Les enfants ne le savent pas encore mais, il y a quelques mois, le Père Noël a quitté la Laponie pour habiter la taïga de Mandchourie, au nord-est de la Chine. Doté d’une conscience écologique admirable, inquiet des conséquences du réchauffement climatique sur la vitalité sexuelle de ses rennes, soucieux de limiter son empreinte carbone, il a souhaité se rapprocher au plus près des lieux de fabrication de tous les cadeaux qu’il va nous apporter, à nous, riches Occidentaux. Il convient d’applaudir sa démarche citoyenne et responsable.

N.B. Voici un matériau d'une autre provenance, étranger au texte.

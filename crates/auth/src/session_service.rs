//! Login sessions: start, validate, refresh, terminate.

use std::sync::Arc;

use chrono::Utc;
use serde::{Deserialize, Serialize};
use warden_core::hashing::token_digest;
use warden_core::tokens::TokenKind;
use warden_core::types::DbId;
use warden_db::models::session::{CreateSession, RotateSession, SessionLookup, UserSession};

use crate::error::{AuthError, AuthResult};
use crate::store::SessionStore;
use crate::token_service::{IssuedToken, TokenService};

/// Payload carried by access and refresh tokens.
#[derive(Debug, Clone, PartialEq, Eq, Serialize, Deserialize)]
pub struct SessionClaims {
    pub user_id: DbId,
    pub role: String,
}

/// Client device metadata attached to a session.
#[derive(Debug, Clone, Default, PartialEq, Eq, Serialize, Deserialize)]
pub struct DeviceInfo {
    pub device_token: Option<String>,
    pub time_zone: Option<String>,
}

/// The token pair handed to a client for one session.
#[derive(Debug, Clone, Serialize)]
pub struct SessionTokens {
    pub session_id: DbId,
    pub access: IssuedToken,
    pub refresh: IssuedToken,
}

#[derive(Clone)]
pub struct SessionService {
    store: Arc<dyn SessionStore>,
    tokens: TokenService,
}

impl SessionService {
    pub fn new(store: Arc<dyn SessionStore>, tokens: TokenService) -> Self {
        Self { store, tokens }
    }

    async fn issue_pair(&self, claims: &SessionClaims) -> AuthResult<(IssuedToken, IssuedToken)> {
        tokio::try_join!(
            self.tokens.issue(TokenKind::Access, claims),
            self.tokens.issue(TokenKind::Refresh, claims),
        )
    }

    /// Issue an access/refresh pair and open a session for it.
    ///
    /// If the session row cannot be written the pair is abandoned; its
    /// ledger rows simply expire.
    pub async fn start(
        &self,
        user_id: DbId,
        role: &str,
        device: DeviceInfo,
    ) -> AuthResult<SessionTokens> {
        let claims = SessionClaims {
            user_id,
            role: role.to_string(),
        };
        let (access, refresh) = self.issue_pair(&claims).await?;

        let session = self
            .store
            .insert_session(&CreateSession {
                user_id,
                access_token_hash: token_digest(&access.token),
                refresh_token_hash: token_digest(&refresh.token),
                device_token: device.device_token,
                time_zone: device.time_zone,
                login_at: Utc::now(),
            })
            .await
            .map_err(AuthError::SessionInitFailure)?;

        tracing::info!(user_id, session_id = session.id, "Session started");
        Ok(SessionTokens {
            session_id: session.id,
            access,
            refresh,
        })
    }

    /// Load a session and require it to be active.
    pub async fn validate(&self, lookup: &SessionLookup) -> AuthResult<UserSession> {
        let session = self
            .store
            .find_session(lookup)
            .await?
            .ok_or(AuthError::SessionNotFound)?;
        if !session.is_active() {
            return Err(AuthError::SessionAlreadyClosed);
        }
        Ok(session)
    }

    /// Replace the session's token pair.
    ///
    /// The swap only applies if `session` is still active and still holds
    /// the refresh token it was loaded with; otherwise `SessionAlreadyClosed`.
    pub async fn refresh(
        &self,
        session: &UserSession,
        user_id: DbId,
        role: &str,
        device: DeviceInfo,
    ) -> AuthResult<SessionTokens> {
        let claims = SessionClaims {
            user_id,
            role: role.to_string(),
        };
        let (access, refresh) = self.issue_pair(&claims).await?;

        let rotated = self
            .store
            .rotate_session(
                session.id,
                &RotateSession {
                    expected_refresh_hash: session.refresh_token_hash.clone(),
                    access_token_hash: token_digest(&access.token),
                    refresh_token_hash: token_digest(&refresh.token),
                    device_token: device.device_token,
                    time_zone: device.time_zone,
                },
            )
            .await?
            .ok_or(AuthError::SessionAlreadyClosed)?;

        tracing::info!(user_id, session_id = rotated.id, "Session refreshed");
        Ok(SessionTokens {
            session_id: rotated.id,
            access,
            refresh,
        })
    }

    /// Close a session. Safe to repeat; the first logout time is kept.
    pub async fn terminate(&self, session: &UserSession) -> AuthResult<UserSession> {
        let closed = self
            .store
            .close_session(session.id)
            .await?
            .ok_or(AuthError::SessionNotFound)?;
        tracing::info!(user_id = closed.user_id, session_id = closed.id, "Session terminated");
        Ok(closed)
    }

    /// Close every active session of a user. Zero sessions is success.
    pub async fn terminate_all_for_user(&self, user_id: DbId) -> AuthResult<u64> {
        let closed = self
            .store
            .close_user_sessions(user_id)
            .await
            .map_err(|source| AuthError::BulkTerminationFailure { user_id, source })?;
        tracing::info!(user_id, closed, "Sessions terminated");
        Ok(closed)
    }

    /// Active sessions of a user, most recent login first.
    pub async fn list_active(&self, user_id: DbId) -> AuthResult<Vec<UserSession>> {
        Ok(self.store.list_active_sessions(user_id).await?)
    }
}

Trois heures de courses de Noël dans les grands magasins parisiens permettent de comprendre, bien mieux qu’une année de cours en fac d’éco, quelques-uns des grands problèmes actuels de l’économie mondiale.

A commencer par le déséquilibre des comptes extérieurs. La guirlande électrique pour décorer le sapin ? Made in China. La veste en laine polaire du neveu ? Made in China. Les baskets pour la nièce ? Made in China. L’iPhone ? Made in China. Même la canne à pêche, pourtant de marque américaine, auto-offerte, made in China.

Cela nous rappelle un dessin de Pessin, paru dans Le Monde il y a quelques années. Un animateur d’émission télévisée présente son invité : « Spécialiste de l’économie mondialisée, vous allez nous parler ce soir de votre dernier ouvrage : Boycottons les produits chinois. » L’auteur, assis à même le sol, est entièrement nu.

Pour contribuer au rééquilibrage des balances commerciales, il eût fallu offrir tout le théâtre de Claudel en Pléiade, un sac Louis Vuitton ou encore un merveilleux petit train en bois du Jura, mais rien de tout cela ne nous avait été commandé. Et on se dit que c’est presque un miracle si finalement l’Europe n’enregistre avec la Chine qu’un déficit commercial de 200 milliards d’euros et les Etats-Unis de 350 milliards de dollars.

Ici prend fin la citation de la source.